#### WORK ITEM
Could you copy out all of the entries exactly?

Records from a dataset
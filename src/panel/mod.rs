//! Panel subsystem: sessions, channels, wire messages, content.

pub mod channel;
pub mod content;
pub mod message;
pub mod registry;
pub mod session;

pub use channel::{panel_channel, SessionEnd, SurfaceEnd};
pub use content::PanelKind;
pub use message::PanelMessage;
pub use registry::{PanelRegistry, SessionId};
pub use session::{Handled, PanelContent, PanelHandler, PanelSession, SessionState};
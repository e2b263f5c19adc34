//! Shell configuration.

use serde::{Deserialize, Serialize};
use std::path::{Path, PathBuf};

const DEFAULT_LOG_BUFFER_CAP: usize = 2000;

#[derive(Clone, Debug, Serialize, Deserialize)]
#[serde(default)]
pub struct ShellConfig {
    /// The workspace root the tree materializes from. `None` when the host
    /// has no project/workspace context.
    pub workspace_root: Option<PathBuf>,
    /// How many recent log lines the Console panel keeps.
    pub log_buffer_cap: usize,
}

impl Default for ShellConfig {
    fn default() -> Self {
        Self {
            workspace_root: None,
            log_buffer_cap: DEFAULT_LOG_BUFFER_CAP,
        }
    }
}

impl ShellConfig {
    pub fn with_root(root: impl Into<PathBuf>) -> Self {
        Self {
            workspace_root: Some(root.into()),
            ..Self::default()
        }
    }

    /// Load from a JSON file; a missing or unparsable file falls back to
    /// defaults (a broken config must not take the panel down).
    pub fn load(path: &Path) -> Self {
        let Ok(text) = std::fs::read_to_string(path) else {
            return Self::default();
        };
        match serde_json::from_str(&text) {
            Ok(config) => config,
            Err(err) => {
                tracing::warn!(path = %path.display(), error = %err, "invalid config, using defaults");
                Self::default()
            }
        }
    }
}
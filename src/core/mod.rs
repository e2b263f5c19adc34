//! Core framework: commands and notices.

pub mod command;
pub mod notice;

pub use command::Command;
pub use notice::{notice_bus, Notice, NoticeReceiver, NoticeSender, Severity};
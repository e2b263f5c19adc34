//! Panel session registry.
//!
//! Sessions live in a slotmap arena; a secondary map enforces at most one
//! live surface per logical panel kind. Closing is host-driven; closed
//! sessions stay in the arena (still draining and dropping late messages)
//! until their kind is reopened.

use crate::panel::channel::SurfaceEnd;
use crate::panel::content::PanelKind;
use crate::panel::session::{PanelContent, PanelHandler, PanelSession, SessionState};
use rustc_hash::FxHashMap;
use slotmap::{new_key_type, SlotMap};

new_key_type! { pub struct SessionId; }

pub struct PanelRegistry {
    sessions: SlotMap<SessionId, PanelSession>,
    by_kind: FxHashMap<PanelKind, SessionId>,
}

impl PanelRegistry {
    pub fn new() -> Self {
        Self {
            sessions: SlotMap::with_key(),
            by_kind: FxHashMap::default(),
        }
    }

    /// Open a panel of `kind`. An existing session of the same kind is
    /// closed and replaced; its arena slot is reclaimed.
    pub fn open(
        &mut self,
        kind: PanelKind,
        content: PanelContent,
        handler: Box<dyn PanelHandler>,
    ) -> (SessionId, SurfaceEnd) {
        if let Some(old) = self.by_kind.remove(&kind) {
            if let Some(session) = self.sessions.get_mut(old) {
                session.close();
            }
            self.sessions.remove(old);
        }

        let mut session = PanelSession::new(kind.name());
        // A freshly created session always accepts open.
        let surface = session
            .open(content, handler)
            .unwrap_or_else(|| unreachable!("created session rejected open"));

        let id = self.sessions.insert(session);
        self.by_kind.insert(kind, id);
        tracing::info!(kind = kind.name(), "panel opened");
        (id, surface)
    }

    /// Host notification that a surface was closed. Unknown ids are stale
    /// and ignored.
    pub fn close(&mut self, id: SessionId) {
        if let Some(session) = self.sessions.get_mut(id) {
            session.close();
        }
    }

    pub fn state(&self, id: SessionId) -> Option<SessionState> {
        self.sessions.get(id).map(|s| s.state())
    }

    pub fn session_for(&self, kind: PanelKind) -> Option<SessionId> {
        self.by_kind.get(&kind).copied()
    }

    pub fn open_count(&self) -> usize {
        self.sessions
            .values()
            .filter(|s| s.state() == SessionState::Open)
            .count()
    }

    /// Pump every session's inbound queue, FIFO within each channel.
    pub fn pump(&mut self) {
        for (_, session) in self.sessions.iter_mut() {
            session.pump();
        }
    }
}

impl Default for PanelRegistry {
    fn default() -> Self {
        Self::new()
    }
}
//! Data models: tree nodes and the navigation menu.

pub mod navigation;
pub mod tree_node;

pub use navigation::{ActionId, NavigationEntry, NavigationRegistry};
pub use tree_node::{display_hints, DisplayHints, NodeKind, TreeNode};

#### COMPLETED TASK
filename src/panel/mod.rs
//! Panel subsystem: sessions, channels, wire messages, content.

pub mod channel;
pub mod content;
pub mod message;
pub mod registry;
pub mod session;

pub use channel::{panel_channel, SessionEnd, SurfaceEnd};
pub use content::PanelKind;
pub use message::PanelMessage;
pub use registry::{PanelRegistry, SessionId};
pub use session::{Handled, PanelContent, PanelHandler, PanelSession, SessionState};
repository e2b263f5c19adc34
//! Shell configuration.

use serde::{Deserialize, Serialize};
use std::path::{Path, PathBuf};

const DEFAULT_LOG_BUFFER_CAP: usize = 2000;

#[derive(Clone, Debug, Serialize, Deserialize)]
#[serde(default)]
pub struct ShellConfig {
    /// The workspace root the tree materializes from. `None` when the host
    /// has no project/workspace context.
    pub workspace_root: Option<PathBuf>,
    /// How many recent log lines the Console panel keeps.
    pub log_buffer_cap: usize,
}

impl Default for ShellConfig {
    fn default() -> Self {
        Self {
            workspace_root: None,
            log_buffer_cap: DEFAULT_LOG_BUFFER_CAP,
        }
    }
}

impl ShellConfig {
    pub fn with_root(root: impl Into<PathBuf>) -> Self {
        Self {
            workspace_root: Some(root.into()),
            ..Self::default()
        }
    }

    /// Load from a JSON file; a missing or unparsable file falls back to
    /// defaults (a broken config must not take the panel down).
    pub fn load(path: &Path) -> Self {
        let Ok(text) = std::fs::read_to_string(path) else {
            return Self::default();
        };
        match serde_json::from_str(&text) {
            Ok(config) => config,
            Err(err) => {
                tracing::warn!(path = %path.display(), error = %err, "invalid config, using defaults");
                Self::default()
            }
        }
    }
}
filename src/core/mod.rs
repository e2b263f5c19adc34
//! Core framework: commands and notices.

pub mod command;
pub mod notice;

pub use command::Command;
pub use notice::{notice_bus, Notice, NoticeReceiver, NoticeSender, Severity};
repository e2b263f5c19adc34
//! Panel session registry.
//!
//! Sessions live in a slotmap arena; a secondary map enforces at most one
//! live surface per logical panel kind. Closing is host-driven; closed
//! sessions stay in the arena (still draining and dropping late messages)
//! until their kind is reopened.

use crate::panel::channel::SurfaceEnd;
use crate::panel::content::PanelKind;
use crate::panel::session::{PanelContent, PanelHandler, PanelSession, SessionState};
use rustc_hash::FxHashMap;
use slotmap::{new_key_type, SlotMap};

new_key_type! { pub struct SessionId; }

pub struct PanelRegistry {
    sessions: SlotMap<SessionId, PanelSession>,
    by_kind: FxHashMap<PanelKind, SessionId>,
}

impl PanelRegistry {
    pub fn new() -> Self {
        Self {
            sessions: SlotMap::with_key(),
            by_kind: FxHashMap::default(),
        }
    }

    /// Open a panel of `kind`. An existing session of the same kind is
    /// closed and replaced; its arena slot is reclaimed.
    pub fn open(
        &mut self,
        kind: PanelKind,
        content: PanelContent,
        handler: Box<dyn PanelHandler>,
    ) -> (SessionId, SurfaceEnd) {
        if let Some(old) = self.by_kind.remove(&kind) {
            if let Some(session) = self.sessions.get_mut(old) {
                session.close();
            }
            self.sessions.remove(old);
        }

        let mut session = PanelSession::new(kind.name());
        // A freshly created session always accepts open.
        let surface = session
            .open(content, handler)
            .unwrap_or_else(|| unreachable!("created session rejected open"));

        let id = self.sessions.insert(session);
        self.by_kind.insert(kind, id);
        tracing::info!(kind = kind.name(), "panel opened");
        (id, surface)
    }

    /// Host notification that a surface was closed. Unknown ids are stale
    /// and ignored.
    pub fn close(&mut self, id: SessionId) {
        if let Some(session) = self.sessions.get_mut(id) {
            session.close();
        }
    }

    pub fn state(&self, id: SessionId) -> Option<SessionState> {
        self.sessions.get(id).map(|s| s.state())
    }

    pub fn session_for(&self, kind: PanelKind) -> Option<SessionId> {
        self.by_kind.get(&kind).copied()
    }

    pub fn open_count(&self) -> usize {
        self.sessions
            .values()
            .filter(|s| s.state() == SessionState::Open)
            .count()
    }

    /// Pump every session's inbound queue, FIFO within each channel.
    pub fn pump(&mut self) {
        for (_, session) in self.sessions.iter_mut() {
            session.pump();
        }
    }
}

impl Default for PanelRegistry {
    fn default() -> Self {
        Self::new()
    }
}
//! Data models: tree nodes and the navigation menu.

pub mod navigation;
pub mod tree_node;

pub use navigation::{ActionId, NavigationEntry, NavigationRegistry};
pub use tree_node::{display_hints, DisplayHints, NodeKind, TreeNode};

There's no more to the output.